- What is needed:
In the entries below, filter for the word "UnknownAssignment" and copy every matching line.

Stored data:
+ + + + +
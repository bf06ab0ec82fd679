use sqlx::types::Json;
use sqlx::{FromRow, PgPool};
use thiserror::Error;
use time::PrimitiveDateTime;

use crate::core::time::primitive_now_utc;
use crate::db::models::{Submission, SubmissionSource};
use crate::db::types::SubmissionStatus;
use crate::domain::ids::new_submission_public_id;
use crate::repositories::is_unique_violation;

const PUBLIC_ID_MINT_RETRIES: usize = 5;

#[derive(Debug, Error)]
pub(crate) enum CreateSubmissionError {
    #[error("candidate not found: {0}")]
    UnknownCandidate(String),
    #[error("assignment not found: {0}")]
    UnknownAssignment(String),
    #[error(transparent)]
    Db(#[from] sqlx::Error),
}

/// Outcome of the idempotent intake upsert.
#[derive(Debug, Clone)]
pub(crate) struct UpsertSourceResult {
    pub(crate) submission_id: String,
    pub(crate) status: SubmissionStatus,
    pub(crate) created: bool,
}

/// Create a submission together with its identity-mapping source row, or
/// resolve to the existing submission when the `(source_type,
/// source_external_id)` pair was seen before. Runs in one transaction so a
/// replayed intake can never produce two submissions.
pub(crate) async fn create_with_source(
    pool: &PgPool,
    candidate_public_id: &str,
    assignment_public_id: &str,
    source_type: &str,
    source_external_id: &str,
    initial_status: SubmissionStatus,
    metadata: serde_json::Value,
    payload_ref: Option<&str>,
) -> Result<UpsertSourceResult, CreateSubmissionError> {
    let mut tx = pool.begin().await?;

    if let Some(existing) = find_by_source_tx(&mut tx, source_type, source_external_id).await? {
        tx.commit().await?;
        return Ok(existing);
    }

    let candidate_id = sqlx::query_scalar::<_, i64>(
        "SELECT id FROM candidates WHERE public_id = $1",
    )
    .bind(candidate_public_id)
    .fetch_optional(&mut *tx)
    .await?
    .ok_or_else(|| CreateSubmissionError::UnknownCandidate(candidate_public_id.to_string()))?;

    let assignment_id = sqlx::query_scalar::<_, i64>(
        "SELECT id FROM assignments WHERE public_id = $1",
    )
    .bind(assignment_public_id)
    .fetch_optional(&mut *tx)
    .await?
    .ok_or_else(|| CreateSubmissionError::UnknownAssignment(assignment_public_id.to_string()))?;

    let now = primitive_now_utc();
    let mut created: Option<(i64, String)> = None;
    for _ in 0..PUBLIC_ID_MINT_RETRIES {
        let public_id = new_submission_public_id();
        let result = sqlx::query_scalar::<_, i64>(
            "INSERT INTO submissions
                (public_id, candidate_id, assignment_id, status, created_at, updated_at)
             VALUES ($1, $2, $3, $4, $5, $5)
             RETURNING id",
        )
        .bind(&public_id)
        .bind(candidate_id)
        .bind(assignment_id)
        .bind(initial_status)
        .bind(now)
        .fetch_one(&mut *tx)
        .await;

        match result {
            Ok(id) => {
                created = Some((id, public_id));
                break;
            }
            Err(err) if is_unique_violation(&err) => continue,
            Err(err) => return Err(err.into()),
        }
    }
    let Some((submission_pk, submission_id)) = created else {
        return Err(sqlx::Error::Protocol(
            "failed to allocate unique submission public id".into(),
        )
        .into());
    };

    let inserted = sqlx::query_scalar::<_, i64>(
        "INSERT INTO submission_sources
            (submission_id, source_type, source_external_id, payload_ref, metadata, created_at)
         VALUES ($1, $2, $3, $4, $5, $6)
         ON CONFLICT (source_type, source_external_id) DO NOTHING
         RETURNING id",
    )
    .bind(submission_pk)
    .bind(source_type)
    .bind(source_external_id)
    .bind(payload_ref)
    .bind(Json(metadata))
    .bind(now)
    .fetch_optional(&mut *tx)
    .await?;

    if inserted.is_none() {
        // A concurrent intake won the source row; its submission is canonical
        // and ours rolls back with the transaction.
        tx.rollback().await?;
        let existing = find_by_source(pool, source_type, source_external_id).await?;
        return existing.ok_or_else(|| {
            sqlx::Error::Protocol("submission source conflict without existing row".into()).into()
        });
    }

    tx.commit().await?;
    Ok(UpsertSourceResult { submission_id, status: initial_status, created: true })
}

async fn find_by_source_tx(
    tx: &mut sqlx::Transaction<'_, sqlx::Postgres>,
    source_type: &str,
    source_external_id: &str,
) -> Result<Option<UpsertSourceResult>, sqlx::Error> {
    let row = sqlx::query_as::<_, (String, SubmissionStatus)>(
        "SELECT s.public_id, s.status
         FROM submissions s
         JOIN submission_sources ss ON ss.submission_id = s.id
         WHERE ss.source_type = $1 AND ss.source_external_id = $2",
    )
    .bind(source_type)
    .bind(source_external_id)
    .fetch_optional(&mut **tx)
    .await?;

    Ok(row.map(|(submission_id, status)| UpsertSourceResult {
        submission_id,
        status,
        created: false,
    }))
}

async fn find_by_source(
    pool: &PgPool,
    source_type: &str,
    source_external_id: &str,
) -> Result<Option<UpsertSourceResult>, sqlx::Error> {
    let row = sqlx::query_as::<_, (String, SubmissionStatus)>(
        "SELECT s.public_id, s.status
         FROM submissions s
         JOIN submission_sources ss ON ss.submission_id = s.id
         WHERE ss.source_type = $1 AND ss.source_external_id = $2",
    )
    .bind(source_type)
    .bind(source_external_id)
    .fetch_optional(pool)
    .await?;

    Ok(row.map(|(submission_id, status)| UpsertSourceResult {
        submission_id,
        status,
        created: false,
    }))
}

pub(crate) async fn find_by_public_id(
    pool: &PgPool,
    public_id: &str,
) -> Result<Option<Submission>, sqlx::Error> {
    sqlx::query_as::<_, Submission>(
        "SELECT id, public_id, candidate_id, assignment_id, status,
                attempt_telegram_ingest, attempt_normalization, attempt_evaluation,
                attempt_delivery, claimed_by, claimed_at, lease_expires_at,
                last_error_code, last_error_message, created_at, updated_at
         FROM submissions WHERE public_id = $1",
    )
    .bind(public_id)
    .fetch_optional(pool)
    .await
}

/// Status view joined with the public identities, for `GET /submissions/:id`.
#[derive(Debug, Clone, FromRow)]
pub(crate) struct SubmissionStatusRow {
    pub(crate) public_id: String,
    pub(crate) candidate_public_id: String,
    pub(crate) assignment_public_id: String,
    pub(crate) status: SubmissionStatus,
    pub(crate) attempt_telegram_ingest: i32,
    pub(crate) attempt_normalization: i32,
    pub(crate) attempt_evaluation: i32,
    pub(crate) attempt_delivery: i32,
    pub(crate) last_error_code: Option<String>,
    pub(crate) last_error_message: Option<String>,
    pub(crate) created_at: PrimitiveDateTime,
    pub(crate) updated_at: PrimitiveDateTime,
}

pub(crate) async fn status_view(
    pool: &PgPool,
    public_id: &str,
) -> Result<Option<SubmissionStatusRow>, sqlx::Error> {
    sqlx::query_as::<_, SubmissionStatusRow>(
        "SELECT s.public_id,
                c.public_id AS candidate_public_id,
                a.public_id AS assignment_public_id,
                s.status,
                s.attempt_telegram_ingest,
                s.attempt_normalization,
                s.attempt_evaluation,
                s.attempt_delivery,
                s.last_error_code,
                s.last_error_message,
                s.created_at,
                s.updated_at
         FROM submissions s
         JOIN candidates c ON c.id = s.candidate_id
         JOIN assignments a ON a.id = s.assignment_id
         WHERE s.public_id = $1",
    )
    .bind(public_id)
    .fetch_optional(pool)
    .await
}

/// The submission's intake source of a given type, with its metadata payload
/// (file ids, chat ids).
pub(crate) async fn source_of_type(
    pool: &PgPool,
    public_id: &str,
    source_type: &str,
) -> Result<Option<SubmissionSource>, sqlx::Error> {
    sqlx::query_as::<_, SubmissionSource>(
        "SELECT ss.id, ss.submission_id, ss.source_type, ss.source_external_id,
                ss.payload_ref, ss.metadata, ss.created_at
         FROM submission_sources ss
         JOIN submissions s ON s.id = ss.submission_id
         WHERE s.public_id = $1 AND ss.source_type = $2
         ORDER BY ss.created_at DESC, ss.id DESC
         LIMIT 1",
    )
    .bind(public_id)
    .bind(source_type)
    .fetch_optional(pool)
    .await
}

/// The submission's most recent intake source of any type.
pub(crate) async fn primary_source(
    pool: &PgPool,
    public_id: &str,
) -> Result<Option<SubmissionSource>, sqlx::Error> {
    sqlx::query_as::<_, SubmissionSource>(
        "SELECT ss.id, ss.submission_id, ss.source_type, ss.source_external_id,
                ss.payload_ref, ss.metadata, ss.created_at
         FROM submission_sources ss
         JOIN submissions s ON s.id = ss.submission_id
         WHERE s.public_id = $1
         ORDER BY ss.created_at DESC, ss.id DESC
         LIMIT 1",
    )
    .bind(public_id)
    .fetch_optional(pool)
    .await
}

/// Everything an export row needs, joined across evaluation and the latest
/// llm run.
#[derive(Debug, Clone, FromRow)]
pub(crate) struct ExportSourceRow {
    pub(crate) submission_public_id: String,
    pub(crate) candidate_first_name: String,
    pub(crate) candidate_last_name: String,
    pub(crate) assignment_title: String,
    pub(crate) score_1_10: i32,
    pub(crate) criteria_scores: Json<serde_json::Value>,
    pub(crate) organizer_feedback: Json<serde_json::Value>,
    pub(crate) chain_version: Option<String>,
    pub(crate) model: Option<String>,
    pub(crate) spec_version: Option<String>,
    pub(crate) response_language: Option<String>,
}

pub(crate) async fn list_for_export(
    pool: &PgPool,
    submission_ids: Option<&[String]>,
) -> Result<Vec<ExportSourceRow>, sqlx::Error> {
    sqlx::query_as::<_, ExportSourceRow>(
        "SELECT s.public_id AS submission_public_id,
                c.first_name AS candidate_first_name,
                c.last_name AS candidate_last_name,
                a.title AS assignment_title,
                e.score_1_10,
                e.criteria_scores,
                e.organizer_feedback,
                llm.chain_version,
                llm.model,
                llm.spec_version,
                llm.response_language
         FROM submissions s
         JOIN candidates c ON c.id = s.candidate_id
         JOIN assignments a ON a.id = s.assignment_id
         JOIN evaluations e ON e.submission_id = s.id
         LEFT JOIN LATERAL (
             SELECT chain_version, spec_version, response_language, model
             FROM llm_runs lr
             WHERE lr.submission_id = s.id
             ORDER BY lr.created_at DESC, lr.id DESC
             LIMIT 1
         ) llm ON TRUE
         WHERE s.status = 'delivered'
           AND ($1::text[] IS NULL OR s.public_id = ANY($1))
         ORDER BY s.created_at, s.id",
    )
    .bind(submission_ids)
    .fetch_all(pool)
    .await
}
+ + + + +
- Written solution:
    UnknownAssignment(String),
    .ok_or_else(|| CreateSubmissionError::UnknownAssignment(assignment_public_id.to_string()))?;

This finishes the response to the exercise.